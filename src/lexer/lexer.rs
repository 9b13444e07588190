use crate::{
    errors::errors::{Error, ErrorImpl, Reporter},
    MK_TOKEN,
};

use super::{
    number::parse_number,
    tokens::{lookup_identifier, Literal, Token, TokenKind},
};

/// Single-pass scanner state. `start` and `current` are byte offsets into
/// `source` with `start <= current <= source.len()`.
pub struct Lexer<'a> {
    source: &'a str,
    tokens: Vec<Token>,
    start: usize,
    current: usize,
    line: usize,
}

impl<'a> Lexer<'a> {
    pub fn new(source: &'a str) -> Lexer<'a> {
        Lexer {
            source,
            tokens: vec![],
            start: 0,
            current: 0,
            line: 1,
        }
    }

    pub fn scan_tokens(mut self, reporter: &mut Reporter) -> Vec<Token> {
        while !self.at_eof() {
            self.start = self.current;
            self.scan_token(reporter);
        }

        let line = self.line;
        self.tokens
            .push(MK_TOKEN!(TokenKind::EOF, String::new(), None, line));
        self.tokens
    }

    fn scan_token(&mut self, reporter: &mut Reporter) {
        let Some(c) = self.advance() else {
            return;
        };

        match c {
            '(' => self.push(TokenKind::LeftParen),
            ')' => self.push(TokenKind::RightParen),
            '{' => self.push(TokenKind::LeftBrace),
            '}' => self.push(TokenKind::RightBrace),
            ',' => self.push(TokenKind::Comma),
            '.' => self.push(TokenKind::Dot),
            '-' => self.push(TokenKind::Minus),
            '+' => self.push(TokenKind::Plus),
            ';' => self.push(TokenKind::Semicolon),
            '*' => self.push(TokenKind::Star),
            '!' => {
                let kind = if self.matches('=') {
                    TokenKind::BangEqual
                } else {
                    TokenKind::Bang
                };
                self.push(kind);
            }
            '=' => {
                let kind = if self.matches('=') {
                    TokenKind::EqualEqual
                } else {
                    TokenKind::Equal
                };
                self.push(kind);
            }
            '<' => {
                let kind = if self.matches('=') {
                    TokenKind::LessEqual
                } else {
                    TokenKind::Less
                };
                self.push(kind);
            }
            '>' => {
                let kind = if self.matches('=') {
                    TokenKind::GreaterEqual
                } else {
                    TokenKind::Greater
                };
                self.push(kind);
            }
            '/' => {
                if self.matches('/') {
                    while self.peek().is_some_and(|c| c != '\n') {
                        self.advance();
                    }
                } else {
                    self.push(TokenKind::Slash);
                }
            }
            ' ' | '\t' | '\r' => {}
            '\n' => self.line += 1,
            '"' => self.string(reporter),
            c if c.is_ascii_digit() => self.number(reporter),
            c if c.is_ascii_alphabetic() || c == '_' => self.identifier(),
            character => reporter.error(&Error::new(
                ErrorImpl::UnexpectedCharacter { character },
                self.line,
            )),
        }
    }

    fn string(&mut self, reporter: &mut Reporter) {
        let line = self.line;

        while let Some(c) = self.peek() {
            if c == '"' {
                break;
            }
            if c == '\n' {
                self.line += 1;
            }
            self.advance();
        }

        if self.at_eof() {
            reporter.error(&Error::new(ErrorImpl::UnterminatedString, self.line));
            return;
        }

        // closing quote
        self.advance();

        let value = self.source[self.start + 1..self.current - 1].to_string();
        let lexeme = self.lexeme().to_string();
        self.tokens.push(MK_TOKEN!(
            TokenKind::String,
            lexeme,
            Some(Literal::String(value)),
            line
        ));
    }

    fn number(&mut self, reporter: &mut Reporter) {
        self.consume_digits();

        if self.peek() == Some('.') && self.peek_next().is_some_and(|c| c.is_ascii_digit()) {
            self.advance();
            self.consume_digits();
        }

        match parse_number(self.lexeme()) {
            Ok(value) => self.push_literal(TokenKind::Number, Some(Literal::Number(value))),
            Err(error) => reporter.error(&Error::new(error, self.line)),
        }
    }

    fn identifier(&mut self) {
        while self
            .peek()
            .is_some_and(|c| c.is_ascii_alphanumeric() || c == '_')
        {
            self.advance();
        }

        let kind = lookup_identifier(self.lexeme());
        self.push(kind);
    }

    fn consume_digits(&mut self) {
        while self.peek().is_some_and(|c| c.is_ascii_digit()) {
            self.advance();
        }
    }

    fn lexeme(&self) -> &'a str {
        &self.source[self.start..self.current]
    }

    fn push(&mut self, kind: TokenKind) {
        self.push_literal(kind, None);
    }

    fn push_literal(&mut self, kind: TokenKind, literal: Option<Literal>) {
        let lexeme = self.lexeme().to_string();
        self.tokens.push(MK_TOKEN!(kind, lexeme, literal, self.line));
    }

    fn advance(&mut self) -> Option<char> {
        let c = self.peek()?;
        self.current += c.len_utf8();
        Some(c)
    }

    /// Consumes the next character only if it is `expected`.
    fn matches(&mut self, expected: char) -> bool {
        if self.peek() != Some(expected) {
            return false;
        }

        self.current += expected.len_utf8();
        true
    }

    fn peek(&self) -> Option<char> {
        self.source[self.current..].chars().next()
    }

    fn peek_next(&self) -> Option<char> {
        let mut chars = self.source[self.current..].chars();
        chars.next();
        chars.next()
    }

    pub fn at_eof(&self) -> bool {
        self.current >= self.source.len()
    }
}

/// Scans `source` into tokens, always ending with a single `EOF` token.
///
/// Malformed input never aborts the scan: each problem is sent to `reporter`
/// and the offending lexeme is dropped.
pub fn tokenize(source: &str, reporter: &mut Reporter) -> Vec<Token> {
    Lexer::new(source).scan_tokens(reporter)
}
* * *
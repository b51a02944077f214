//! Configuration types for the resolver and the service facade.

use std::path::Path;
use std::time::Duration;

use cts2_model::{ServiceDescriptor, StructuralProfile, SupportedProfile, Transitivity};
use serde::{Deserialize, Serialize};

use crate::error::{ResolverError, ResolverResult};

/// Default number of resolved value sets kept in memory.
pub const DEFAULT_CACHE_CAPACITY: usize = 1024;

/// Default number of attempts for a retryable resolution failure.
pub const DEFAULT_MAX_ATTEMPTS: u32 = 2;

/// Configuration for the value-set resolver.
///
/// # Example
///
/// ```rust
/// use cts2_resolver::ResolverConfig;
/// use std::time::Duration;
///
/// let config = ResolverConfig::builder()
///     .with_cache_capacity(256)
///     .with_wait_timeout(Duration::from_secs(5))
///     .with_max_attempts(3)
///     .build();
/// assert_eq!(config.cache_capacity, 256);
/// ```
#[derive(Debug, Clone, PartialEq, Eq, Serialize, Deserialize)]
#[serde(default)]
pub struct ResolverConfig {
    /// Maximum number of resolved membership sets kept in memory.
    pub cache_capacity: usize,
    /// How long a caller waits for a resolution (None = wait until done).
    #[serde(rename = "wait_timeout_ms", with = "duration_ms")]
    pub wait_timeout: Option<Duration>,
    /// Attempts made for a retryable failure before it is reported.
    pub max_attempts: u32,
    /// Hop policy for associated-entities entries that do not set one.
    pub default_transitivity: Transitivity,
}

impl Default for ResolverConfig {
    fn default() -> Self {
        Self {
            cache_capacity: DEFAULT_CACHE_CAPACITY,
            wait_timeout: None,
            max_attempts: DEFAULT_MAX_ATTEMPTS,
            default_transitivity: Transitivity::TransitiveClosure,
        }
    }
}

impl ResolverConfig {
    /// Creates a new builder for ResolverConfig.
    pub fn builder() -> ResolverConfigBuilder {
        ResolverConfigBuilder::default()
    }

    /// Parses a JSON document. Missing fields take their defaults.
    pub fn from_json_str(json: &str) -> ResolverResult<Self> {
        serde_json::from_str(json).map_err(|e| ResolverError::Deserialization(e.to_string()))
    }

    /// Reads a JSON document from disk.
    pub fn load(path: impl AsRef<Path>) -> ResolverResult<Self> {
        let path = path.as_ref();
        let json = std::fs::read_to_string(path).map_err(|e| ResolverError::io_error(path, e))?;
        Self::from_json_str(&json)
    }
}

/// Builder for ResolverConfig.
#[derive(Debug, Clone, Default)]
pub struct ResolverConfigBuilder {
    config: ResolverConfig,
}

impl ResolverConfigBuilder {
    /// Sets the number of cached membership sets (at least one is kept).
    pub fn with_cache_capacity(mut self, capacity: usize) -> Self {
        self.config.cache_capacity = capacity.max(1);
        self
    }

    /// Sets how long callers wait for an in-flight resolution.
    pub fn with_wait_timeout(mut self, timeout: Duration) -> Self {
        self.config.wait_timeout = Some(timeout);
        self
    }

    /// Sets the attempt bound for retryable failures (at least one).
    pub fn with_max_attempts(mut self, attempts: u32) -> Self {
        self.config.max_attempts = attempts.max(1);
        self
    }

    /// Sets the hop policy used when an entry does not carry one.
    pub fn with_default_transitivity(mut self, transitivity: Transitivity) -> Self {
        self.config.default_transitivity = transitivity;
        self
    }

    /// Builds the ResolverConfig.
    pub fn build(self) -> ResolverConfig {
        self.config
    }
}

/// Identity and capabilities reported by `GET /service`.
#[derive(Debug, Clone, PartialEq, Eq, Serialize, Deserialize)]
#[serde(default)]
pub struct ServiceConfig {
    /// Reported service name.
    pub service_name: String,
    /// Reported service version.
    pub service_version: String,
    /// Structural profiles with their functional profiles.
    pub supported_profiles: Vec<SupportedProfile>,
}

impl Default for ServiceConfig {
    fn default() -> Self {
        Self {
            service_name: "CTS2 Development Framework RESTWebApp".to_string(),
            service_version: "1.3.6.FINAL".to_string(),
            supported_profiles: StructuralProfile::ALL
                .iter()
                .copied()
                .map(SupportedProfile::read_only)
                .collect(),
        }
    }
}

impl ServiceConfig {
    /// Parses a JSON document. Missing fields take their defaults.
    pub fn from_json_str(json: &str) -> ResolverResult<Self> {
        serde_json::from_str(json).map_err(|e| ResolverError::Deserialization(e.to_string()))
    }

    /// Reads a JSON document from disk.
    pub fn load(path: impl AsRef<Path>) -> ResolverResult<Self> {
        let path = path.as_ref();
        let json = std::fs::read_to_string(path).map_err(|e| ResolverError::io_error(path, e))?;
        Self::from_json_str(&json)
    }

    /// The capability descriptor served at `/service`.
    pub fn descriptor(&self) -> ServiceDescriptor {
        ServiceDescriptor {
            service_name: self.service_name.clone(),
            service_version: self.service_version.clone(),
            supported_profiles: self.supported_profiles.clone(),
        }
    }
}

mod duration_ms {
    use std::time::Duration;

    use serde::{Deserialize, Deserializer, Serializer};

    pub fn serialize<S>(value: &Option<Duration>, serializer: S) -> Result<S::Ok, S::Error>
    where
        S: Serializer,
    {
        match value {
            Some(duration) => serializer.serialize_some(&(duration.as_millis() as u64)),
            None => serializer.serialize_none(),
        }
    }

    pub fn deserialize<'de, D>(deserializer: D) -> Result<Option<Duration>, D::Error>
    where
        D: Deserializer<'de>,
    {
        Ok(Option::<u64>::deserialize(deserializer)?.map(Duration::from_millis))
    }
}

Work order: Retype the portion of the data above that starts on the line with "self.config.max_attempts = attempts.max(1);" and finishes on the line with "pub struct ServiceConfig", including both of those lines.

Exercise result:
        self.config.max_attempts = attempts.max(1);
        self
    }

    /// Sets the hop policy used when an entry does not carry one.
    pub fn with_default_transitivity(mut self, transitivity: Transitivity) -> Self {
        self.config.default_transitivity = transitivity;
        self
    }

    /// Builds the ResolverConfig.
    pub fn build(self) -> ResolverConfig {
        self.config
    }
}

/// Identity and capabilities reported by `GET /service`.
#[derive(Debug, Clone, PartialEq, Eq, Serialize, Deserialize)]
#[serde(default)]
pub struct ServiceConfig {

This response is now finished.